Extracted data entries:

——

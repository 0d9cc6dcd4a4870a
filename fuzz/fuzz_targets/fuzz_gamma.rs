#![no_main]

use libfuzzer_sys::fuzz_target;
use spindex::codec::gamma;

fuzz_target!(|input: (Vec<u32>, Vec<u8>)| {
    let (values, bytes) = input;

    // Decoding arbitrary bytes must never panic
    let _ = gamma::decode(&bytes, bytes.len());

    // Every non-zero value survives a round trip
    let values: Vec<u32> = values.into_iter().filter(|&v| v > 0).collect();
    let stream = gamma::encode_all(&values).unwrap();
    assert_eq!(stream.decode_all().unwrap(), values);
});
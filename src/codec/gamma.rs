//! Elias gamma codes packed into a big-endian bitstream.
//!
//! A value `g >= 1` with bit length `N` is written as `N-1` one-bits, a
//! zero-bit, and the `N-1` low bits of `g`. Codes follow each other without
//! alignment; only the end of a whole stream is padded to a byte boundary.

use std::io::{self, Cursor};

use bitstream_io::{BigEndian, BitRead, BitReader, BitWrite, BitWriter};

use crate::error::{IndexError, Result};

fn stream_error(e: io::Error) -> IndexError {
    IndexError::MalformedCode(format!("gamma bitstream: {}", e))
}

/// Length of the gamma code for `value` in bits: `2 * floor(log2 value) + 1`
#[inline]
pub fn code_len(value: u32) -> Result<usize> {
    if value == 0 {
        return Err(IndexError::InvalidGammaValue(value));
    }
    Ok(2 * value.ilog2() as usize + 1)
}

/// A packed, byte-padded sequence of gamma codes
#[derive(Debug, Clone, PartialEq, Eq)]
pub struct GammaStream {
    pub bytes: Vec<u8>,
    /// Number of meaningful bits; the rest of the last byte is padding
    pub bit_len: u64,
}

impl GammaStream {
    /// Decode every code in the stream, stopping at the padding
    pub fn decode_all(&self) -> Result<Vec<u32>> {
        let mut decoder = GammaDecoder::new(&self.bytes);
        let mut values = Vec::new();
        while decoder.bits_read() < self.bit_len {
            values.push(decoder.next_value()?);
        }
        if decoder.bits_read() != self.bit_len {
            return Err(IndexError::MalformedCode(
                "gamma code runs past the end of the stream".into(),
            ));
        }
        Ok(values)
    }
}

/// Packs gamma codes back to back
pub struct GammaEncoder {
    writer: BitWriter<Vec<u8>, BigEndian>,
    bit_len: u64,
}

impl Default for GammaEncoder {
    fn default() -> Self {
        Self::new()
    }
}

impl GammaEncoder {
    pub fn new() -> Self {
        Self {
            writer: BitWriter::endian(Vec::new(), BigEndian),
            bit_len: 0,
        }
    }

    pub fn push(&mut self, value: u32) -> Result<()> {
        let len = code_len(value)?;
        let offset_bits = value.ilog2();

        for _ in 0..offset_bits {
            self.writer.write_bit(true).map_err(stream_error)?;
        }
        self.writer.write_bit(false).map_err(stream_error)?;
        if offset_bits > 0 {
            let offset = value & ((1u32 << offset_bits) - 1);
            self.writer
                .write(offset_bits, offset)
                .map_err(stream_error)?;
        }

        self.bit_len += len as u64;
        Ok(())
    }

    pub fn bit_len(&self) -> u64 {
        self.bit_len
    }

    /// Pad the last byte with zero bits and hand back the stream
    pub fn finish(mut self) -> Result<GammaStream> {
        self.writer.byte_align().map_err(stream_error)?;
        Ok(GammaStream {
            bytes: self.writer.into_writer(),
            bit_len: self.bit_len,
        })
    }
}

/// Encode a whole sequence into one stream
pub fn encode_all(values: &[u32]) -> Result<GammaStream> {
    let mut encoder = GammaEncoder::new();
    for &value in values {
        encoder.push(value)?;
    }
    encoder.finish()
}

/// Reads gamma codes from a packed stream
pub struct GammaDecoder<'a> {
    reader: BitReader<Cursor<&'a [u8]>, BigEndian>,
    bits_read: u64,
}

impl<'a> GammaDecoder<'a> {
    pub fn new(bytes: &'a [u8]) -> Self {
        Self {
            reader: BitReader::endian(Cursor::new(bytes), BigEndian),
            bits_read: 0,
        }
    }

    pub fn next_value(&mut self) -> Result<u32> {
        let mut offset_bits: u32 = 0;
        while self.reader.read_bit().map_err(stream_error)? {
            offset_bits += 1;
            if offset_bits > 31 {
                return Err(IndexError::MalformedCode(
                    "gamma length prefix exceeds 31 bits".into(),
                ));
            }
        }

        let offset = if offset_bits > 0 {
            self.reader
                .read::<u32>(offset_bits)
                .map_err(stream_error)?
        } else {
            0
        };

        self.bits_read += 2 * offset_bits as u64 + 1;
        Ok((1u32 << offset_bits) | offset)
    }

    pub fn bits_read(&self) -> u64 {
        self.bits_read
    }

    /// Check that the codes read so far fill a `len` byte stream, leaving
    /// less than a byte of zero padding
    pub fn finish(mut self, len: usize) -> Result<()> {
        let padding = (len as u64 * 8).saturating_sub(self.bits_read);
        if padding >= 8 {
            return Err(IndexError::MalformedCode(format!(
                "{} bits of trailing data after gamma codes",
                padding
            )));
        }
        if padding > 0 {
            let bits = self
                .reader
                .read::<u8>(padding as u32)
                .map_err(stream_error)?;
            if bits != 0 {
                return Err(IndexError::MalformedCode(
                    "non-zero padding after gamma codes".into(),
                ));
            }
        }
        Ok(())
    }
}

/// Decode exactly `count` values from the start of `bytes`
pub fn decode(bytes: &[u8], count: usize) -> Result<Vec<u32>> {
    let mut decoder = GammaDecoder::new(bytes);
    (0..count).map(|_| decoder.next_value()).collect()
}

/// Render one gamma code as a string of '0'/'1', used in the text index
pub fn to_bit_string(value: u32) -> Result<String> {
    code_len(value)?;
    let offset_bits = value.ilog2() as usize;
    let mut bits = String::with_capacity(2 * offset_bits + 1);
    bits.extend(std::iter::repeat_n('1', offset_bits));
    bits.push('0');
    if offset_bits > 0 {
        // Binary representation without its leading one
        let binary = format!("{:b}", value);
        bits.push_str(&binary[1..]);
    }
    Ok(bits)
}

/// Parse a single gamma code written as a bit string
pub fn from_bit_string(bits: &str) -> Result<u32> {
    let invalid = || IndexError::MalformedCode(format!("invalid gamma code '{}'", bits));

    if !bits.bytes().all(|b| b == b'0' || b == b'1') {
        return Err(invalid());
    }
    let offset_bits = bits.bytes().take_while(|&b| b == b'1').count();
    if offset_bits > 31 || bits.len() != 2 * offset_bits + 1 {
        return Err(invalid());
    }

    let offset = if offset_bits > 0 {
        u32::from_str_radix(&bits[offset_bits + 1..], 2).map_err(|_| invalid())?
    } else {
        0
    };
    Ok((1u32 << offset_bits) | offset)
}

/// Gamma cannot code 0, and the first gap of a posting list is the first doc
/// id, which may be 0. Gamma streams therefore number documents from 1: the
/// first gap is shifted up by one and every later gap is unchanged.
pub fn shift_first_gap(gaps: &[u32]) -> Result<Vec<u32>> {
    let mut shifted = gaps.to_vec();
    if let Some(first) = shifted.first_mut() {
        *first = first.checked_add(1).ok_or_else(|| {
            IndexError::MalformedPostings("first doc id too large for gamma coding".into())
        })?;
    }
    Ok(shifted)
}

/// Inverse of [`shift_first_gap`]
pub fn unshift_first_gap(gaps: &mut [u32]) -> Result<()> {
    if let Some(first) = gaps.first_mut() {
        *first = first.checked_sub(1).ok_or(IndexError::InvalidGammaValue(0))?;
    }
    Ok(())
}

——

## [To do]
The expected answer is an exact copy of the lines above, beginning at the line with "its leading one" and ending at the line with "let mut shifted = gaps.to_vec();", with both ends in.

## [Your solution]
        // Binary representation without its leading one
        let binary = format!("{:b}", value);
        bits.push_str(&binary[1..]);
    }
    Ok(bits)
}

/// Parse a single gamma code written as a bit string
pub fn from_bit_string(bits: &str) -> Result<u32> {
    let invalid = || IndexError::MalformedCode(format!("invalid gamma code '{}'", bits));

    if !bits.bytes().all(|b| b == b'0' || b == b'1') {
        return Err(invalid());
    }
    let offset_bits = bits.bytes().take_while(|&b| b == b'1').count();
    if offset_bits > 31 || bits.len() != 2 * offset_bits + 1 {
        return Err(invalid());
    }

    let offset = if offset_bits > 0 {
        u32::from_str_radix(&bits[offset_bits + 1..], 2).map_err(|_| invalid())?
    } else {
        0
    };
    Ok((1u32 << offset_bits) | offset)
}

/// Gamma cannot code 0, and the first gap of a posting list is the first doc
/// id, which may be 0. Gamma streams therefore number documents from 1: the
/// first gap is shifted up by one and every later gap is unchanged.
pub fn shift_first_gap(gaps: &[u32]) -> Result<Vec<u32>> {
    let mut shifted = gaps.to_vec();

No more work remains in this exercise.